- [Collected data entries]:

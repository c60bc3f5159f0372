//! Task identity providers.
//!
//! Every task-local operation is keyed by the `u64` returned from
//! [`current_task_id`]. The installed provider must return a value that is
//! stable across calls on one task and distinct between any two live tasks.
//! Ids need not be contiguous, monotonic, or promptly reused.
//!
//! Built-in providers occupy disjoint ranges: runtime ids stay below
//! [`STACK_TAG`], stack ids carry [`STACK_TAG`], thread ids carry [`THREAD_TAG`].

use std::fmt;
use std::str::FromStr;
use std::sync::LazyLock;
use std::sync::atomic::{AtomicU64, Ordering};

use arc_swap::ArcSwap;

use crate::error::Error;

/// High bit marking ids derived from the calling OS thread.
pub const THREAD_TAG: u64 = 1 << 63;

/// Bit marking ids decoded from a stack encoding.
pub const STACK_TAG: u64 = 1 << 62;

/// Source of the calling task's identity.
pub trait TaskIdentity: Send + Sync + 'static {
	/// Identity of the calling task.
	fn current(&self) -> u64;

	/// Short name used in logs.
	fn name(&self) -> &'static str;
}

/// Built-in identity sources.
#[derive(Debug, Clone, Copy, PartialEq, Eq, Hash, Default)]
pub enum IdentitySource {
	/// Tokio task id, falling back to [`Thread`](Self::Thread) outside a task.
	#[default]
	Runtime,
	/// One id per OS thread. Tokio tasks started by the spawn wrappers carry a
	/// stack encoding, since many of them share a worker thread.
	Thread,
	/// Nearest stack-encoded id, falling back to [`Thread`](Self::Thread).
	Stack,
}

impl IdentitySource {
	pub const fn as_str(self) -> &'static str {
		match self {
			Self::Runtime => "runtime",
			Self::Thread => "thread",
			Self::Stack => "stack",
		}
	}

	/// Whether this source reads stack encodings and so needs the platform check.
	pub const fn uses_stack_encoding(self) -> bool {
		matches!(self, Self::Thread | Self::Stack)
	}

	fn provider(self) -> Box<dyn TaskIdentity> {
		match self {
			Self::Runtime => Box::new(RuntimeIdentity),
			Self::Thread => Box::new(ThreadIdentity),
			Self::Stack => Box::new(StackIdentity),
		}
	}
}

impl fmt::Display for IdentitySource {
	fn fmt(&self, f: &mut fmt::Formatter<'_>) -> fmt::Result {
		f.write_str(self.as_str())
	}
}

impl FromStr for IdentitySource {
	type Err = Error;

	fn from_str(value: &str) -> Result<Self, Self::Err> {
		match value.trim().to_ascii_lowercase().as_str() {
			"runtime" => Ok(Self::Runtime),
			"thread" => Ok(Self::Thread),
			"stack" => Ok(Self::Stack),
			_ => Err(Error::UnknownIdentitySource(value.to_string())),
		}
	}
}

/// Tokio task ids.
#[derive(Debug, Clone, Copy, Default)]
pub struct RuntimeIdentity;

impl TaskIdentity for RuntimeIdentity {
	fn current(&self) -> u64 {
		runtime_task_id().unwrap_or_else(thread_task_id)
	}

	fn name(&self) -> &'static str {
		IdentitySource::Runtime.as_str()
	}
}

/// Per-thread ids assigned on first use, or the nearest stack encoding for
/// Tokio tasks started by the spawn wrappers.
#[derive(Debug, Clone, Copy, Default)]
pub struct ThreadIdentity;

impl TaskIdentity for ThreadIdentity {
	fn current(&self) -> u64 {
		stack_or_thread_id()
	}

	fn name(&self) -> &'static str {
		IdentitySource::Thread.as_str()
	}
}

/// Stack-encoded ids placed by the spawn wrappers.
#[derive(Debug, Clone, Copy, Default)]
pub struct StackIdentity;

impl TaskIdentity for StackIdentity {
	fn current(&self) -> u64 {
		stack_or_thread_id()
	}

	fn name(&self) -> &'static str {
		IdentitySource::Stack.as_str()
	}
}

fn stack_or_thread_id() -> u64 {
	tasklocal_stack_id::current().map_or_else(thread_task_id, |id| id | STACK_TAG)
}

/// Id of the calling Tokio task, if any.
pub fn runtime_task_id() -> Option<u64> {
	let id = tokio::task::try_id()?;
	// `tokio::task::Id` exposes its integer only through `Display`.
	let mut sink = DecimalSink::default();
	fmt::write(&mut sink, format_args!("{id}")).ok()?;
	sink.value
}

#[derive(Default)]
struct DecimalSink {
	value: Option<u64>,
}

impl fmt::Write for DecimalSink {
	fn write_str(&mut self, s: &str) -> fmt::Result {
		for byte in s.bytes() {
			if !byte.is_ascii_digit() {
				return Err(fmt::Error);
			}
			let acc = self.value.unwrap_or(0);
			let next = acc.checked_mul(10).and_then(|acc| acc.checked_add(u64::from(byte - b'0')));
			self.value = Some(next.ok_or(fmt::Error)?);
		}
		Ok(())
	}
}

static NEXT_THREAD: AtomicU64 = AtomicU64::new(1);

thread_local! {
	static THREAD_ID: u64 = NEXT_THREAD.fetch_add(1, Ordering::Relaxed) | THREAD_TAG;
}

/// Id of the calling OS thread, assigned on first use and never reused.
pub fn thread_task_id() -> u64 {
	THREAD_ID.with(|id| *id)
}

struct Installed {
	source: Option<IdentitySource>,
	provider: Box<dyn TaskIdentity>,
}

static PROVIDER: LazyLock<ArcSwap<Installed>> = LazyLock::new(|| {
	ArcSwap::from_pointee(Installed {
		source: Some(IdentitySource::Runtime),
		provider: IdentitySource::Runtime.provider(),
	})
});

/// Identity of the calling task according to the installed provider.
pub fn current_task_id() -> u64 {
	PROVIDER.load().provider.current()
}

/// The installed built-in source, or `None` when a host provider is installed.
pub fn source() -> Option<IdentitySource> {
	PROVIDER.load().source
}

/// Name of the installed provider.
pub fn provider_name() -> &'static str {
	PROVIDER.load().provider.name()
}

/// Installs a built-in provider.
///
/// Registry entries written under the previous provider stay keyed by the old
/// ids; switch providers before any task-local state exists.
pub fn install(source: IdentitySource) {
	tracing::debug!(source = source.as_str(), "tasklocal.identity.install");
	PROVIDER.store(
		Installed {
			source: Some(source),
			provider: source.provider(),
		}
		.into(),
	);
}

/// Installs a host-supplied provider.
pub fn set_provider(provider: impl TaskIdentity) {
	tracing::debug!(source = provider.name(), "tasklocal.identity.install");
	PROVIDER.store(
		Installed {
			source: None,
			provider: Box::new(provider),
		}
		.into(),
	);
}

#[cfg(test)]
mod tests {
	use super::*;

	#[test]
	fn thread_ids_are_stable_and_tagged() {
		let id = thread_task_id();
		assert_eq!(id, thread_task_id());
		assert_ne!(id & THREAD_TAG, 0);
		let other = std::thread::spawn(thread_task_id).join().unwrap();
		assert_ne!(id, other);
	}

	#[test]
	fn no_runtime_id_outside_tokio() {
		assert_eq!(runtime_task_id(), None);
		assert_eq!(RuntimeIdentity.current(), thread_task_id());
	}

	#[tokio::test]
	async fn runtime_ids_distinguish_tasks() {
		let a = tokio::spawn(async { runtime_task_id() }).await.unwrap();
		let b = tokio::spawn(async { runtime_task_id() }).await.unwrap();
		let (Some(a), Some(b)) = (a, b) else {
			panic!("spawned tasks must report a runtime id");
		};
		assert_ne!(a, b);
		assert_eq!(a & (THREAD_TAG | STACK_TAG), 0);
	}

	#[test]
	fn stack_identity_reads_the_nearest_encoding() {
		let id = tasklocal_stack_id::with_id(0x77, || StackIdentity.current());
		assert_eq!(id, 0x77 | STACK_TAG);
		assert_eq!(StackIdentity.current(), thread_task_id());
	}

	#[test]
	fn thread_identity_prefers_a_stack_encoding() {
		let id = tasklocal_stack_id::with_id(5, || ThreadIdentity.current());
		assert_eq!(id, 5 | STACK_TAG);
		assert_eq!(ThreadIdentity.current(), thread_task_id());
	}

	#[test]
	fn only_runtime_skips_the_stack_check() {
		assert!(!IdentitySource::Runtime.uses_stack_encoding());
		assert!(IdentitySource::Thread.uses_stack_encoding());
		assert!(IdentitySource::Stack.uses_stack_encoding());
	}

	#[test]
	fn decimal_sink_rejects_non_digits() {
		let mut sink = DecimalSink::default();
		assert!(fmt::write(&mut sink, format_args!("12x")).is_err());
		let mut sink = DecimalSink::default();
		assert!(fmt::write(&mut sink, format_args!("{}", u64::MAX)).is_ok());
		assert_eq!(sink.value, Some(u64::MAX));
	}

	#[test]
	fn parses_source_names() {
		assert_eq!("Stack".parse::<IdentitySource>().ok(), Some(IdentitySource::Stack));
		assert_eq!(" thread ".parse::<IdentitySource>().ok(), Some(IdentitySource::Thread));
		assert!(matches!("fiber".parse::<IdentitySource>(), Err(Error::UnknownIdentitySource(name)) if name == "fiber"));
	}
}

- [WHAT THE TASK REQUIRES]:
Using the records above, copy each line that contains "must".

- [YOUR RESPONSE]:
//! [`current_task_id`]. The installed provider must return a value that is
			panic!("spawned tasks must report a runtime id");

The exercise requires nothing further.